Task description —
What is needed here is an exact repetition of the records below, beginning at the line that has "fn delete_row(&self, sheet: &str, row: usize)" and stopping after the line that has "Shared bounds check".

Top of Recorded data

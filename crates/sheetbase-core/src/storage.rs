use crate::cell::CellValue;

use thiserror::Error;

/// Identifier shipped in sample configuration; never a real spreadsheet.
pub const PLACEHOLDER_SPREADSHEET_ID: &str = "YOUR_SPREADSHEET_ID_HERE";

#[derive(Debug, Error)]
pub enum StorageError {
    #[error("IO error: {0}")]
    IOError(#[from] std::io::Error),
    #[error("{0}")]
    Other(String),
    #[error("could not open spreadsheet \"{0}\"; check storage.spreadsheet_id")]
    SpreadsheetNotFound(String),
    #[error("sheet \"{0}\" not found; run `sheetbase setup` to provision it")]
    SheetNotFound(String),
    #[error("sheet already exists: {0}")]
    SheetAlreadyExists(String),
    #[error("row {row} is outside the occupied range 1..={last_row}")]
    RowOutOfRange { row: usize, last_row: usize },
    #[error("invalid range: {0}")]
    InvalidRange(String),
    #[error("storage lock poisoned")]
    LockPoisoned,
}

/// A rectangular block of cells. Rows and columns are 1-based.
#[derive(Debug, Clone, Copy, PartialEq, Eq)]
pub struct GridRange {
    pub row: usize,
    pub column: usize,
    pub rows: usize,
    pub columns: usize,
}

impl GridRange {
    pub fn new(row: usize, column: usize, rows: usize, columns: usize) -> Self {
        Self { row, column, rows, columns }
    }

    /// The whole width of a single row.
    pub fn row(row: usize, columns: usize) -> Self {
        Self::new(row, 1, 1, columns)
    }

    pub fn last_row(&self) -> usize {
        self.row + self.rows.saturating_sub(1)
    }

    pub fn last_column(&self) -> usize {
        self.column + self.columns.saturating_sub(1)
    }

    pub fn validate(&self) -> Result<(), StorageError> {
        if self.row == 0 || self.column == 0 {
            return Err(StorageError::InvalidRange(format!(
                "rows and columns are 1-based, got row {} column {}",
                self.row, self.column
            )));
        }
        Ok(())
    }
}

/// The abstract ordered-grid store every table operation goes through.
///
/// Implementations are shared across requests and must be `Send + Sync`, but
/// provide no isolation between callers: each method is individually
/// consistent, sequences of calls are not.
pub trait GridStore: Send + Sync {
    fn spreadsheet_id(&self) -> &str;

    // Sheet management
    fn sheet_names(&self) -> Result<Vec<String>, StorageError>;
    fn has_sheet(&self, sheet: &str) -> Result<bool, StorageError>;
    fn insert_sheet(&self, sheet: &str) -> Result<(), StorageError>;

    // All cell operations scoped by sheet name
    fn last_row(&self, sheet: &str) -> Result<usize, StorageError>;
    fn last_column(&self, sheet: &str) -> Result<usize, StorageError>;
    fn read_range(&self, sheet: &str, range: GridRange) -> Result<Vec<Vec<CellValue>>, StorageError>;
    fn write_range(&self, sheet: &str, row: usize, column: usize, values: &[Vec<CellValue>]) -> Result<(), StorageError>;
    fn append_row(&self, sheet: &str, values: &[CellValue]) -> Result<(), StorageError>;
    fn delete_rows(&self, sheet: &str, start: usize, count: usize) -> Result<(), StorageError>;

    fn delete_row(&self, sheet: &str, row: usize) -> Result<(), StorageError> {
        self.delete_rows(sheet, row, 1)
    }
}

/// Rejects identifiers that cannot name a real spreadsheet.
pub fn check_spreadsheet_id(id: &str) -> Result<(), StorageError> {
    if id.trim().is_empty() || id == PLACEHOLDER_SPREADSHEET_ID {
        return Err(StorageError::SpreadsheetNotFound(id.to_string()));
    }
    Ok(())
}

/// Shared bounds check for `delete_rows` implementations.
pub fn check_delete_range(start: usize, count: usize, last_row: usize) -> Result<(), StorageError> {
    if start == 0 || count == 0 || start + count - 1 > last_row {
        return Err(StorageError::RowOutOfRange {
            row: if start == 0 { 0 } else { start + count.saturating_sub(1) },
            last_row,
        });
    }
    Ok(())
}

#[cfg(test)]
mod tests {
    use super::*;

    #[test]
    fn test_range_bounds() {
        let range = GridRange::new(2, 1, 3, 5);
        assert_eq!(range.last_row(), 4);
        assert_eq!(range.last_column(), 5);
        assert!(GridRange::new(0, 1, 1, 1).validate().is_err());
    }

    #[test]
    fn test_spreadsheet_id_check() {
        assert!(check_spreadsheet_id("").is_err());
        assert!(check_spreadsheet_id(PLACEHOLDER_SPREADSHEET_ID).is_err());
        assert!(check_spreadsheet_id("promos").is_ok());
    }

    #[test]
    fn test_delete_range_check() {
        assert!(check_delete_range(2, 1, 4).is_ok());
        assert!(check_delete_range(4, 1, 4).is_ok());
        assert!(matches!(
            check_delete_range(5, 1, 4),
            Err(StorageError::RowOutOfRange { row: 5, last_row: 4 })
        ));
        assert!(check_delete_range(0, 1, 4).is_err());
        assert!(check_delete_range(2, 0, 4).is_err());
    }
}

Bottom of Recorded data

Reply to the task —
    fn delete_row(&self, sheet: &str, row: usize) -> Result<(), StorageError> {
        self.delete_rows(sheet, row, 1)
    }
}

/// Rejects identifiers that cannot name a real spreadsheet.
pub fn check_spreadsheet_id(id: &str) -> Result<(), StorageError> {
    if id.trim().is_empty() || id == PLACEHOLDER_SPREADSHEET_ID {
        return Err(StorageError::SpreadsheetNotFound(id.to_string()));
    }
    Ok(())
}

/// Shared bounds check for `delete_rows` implementations.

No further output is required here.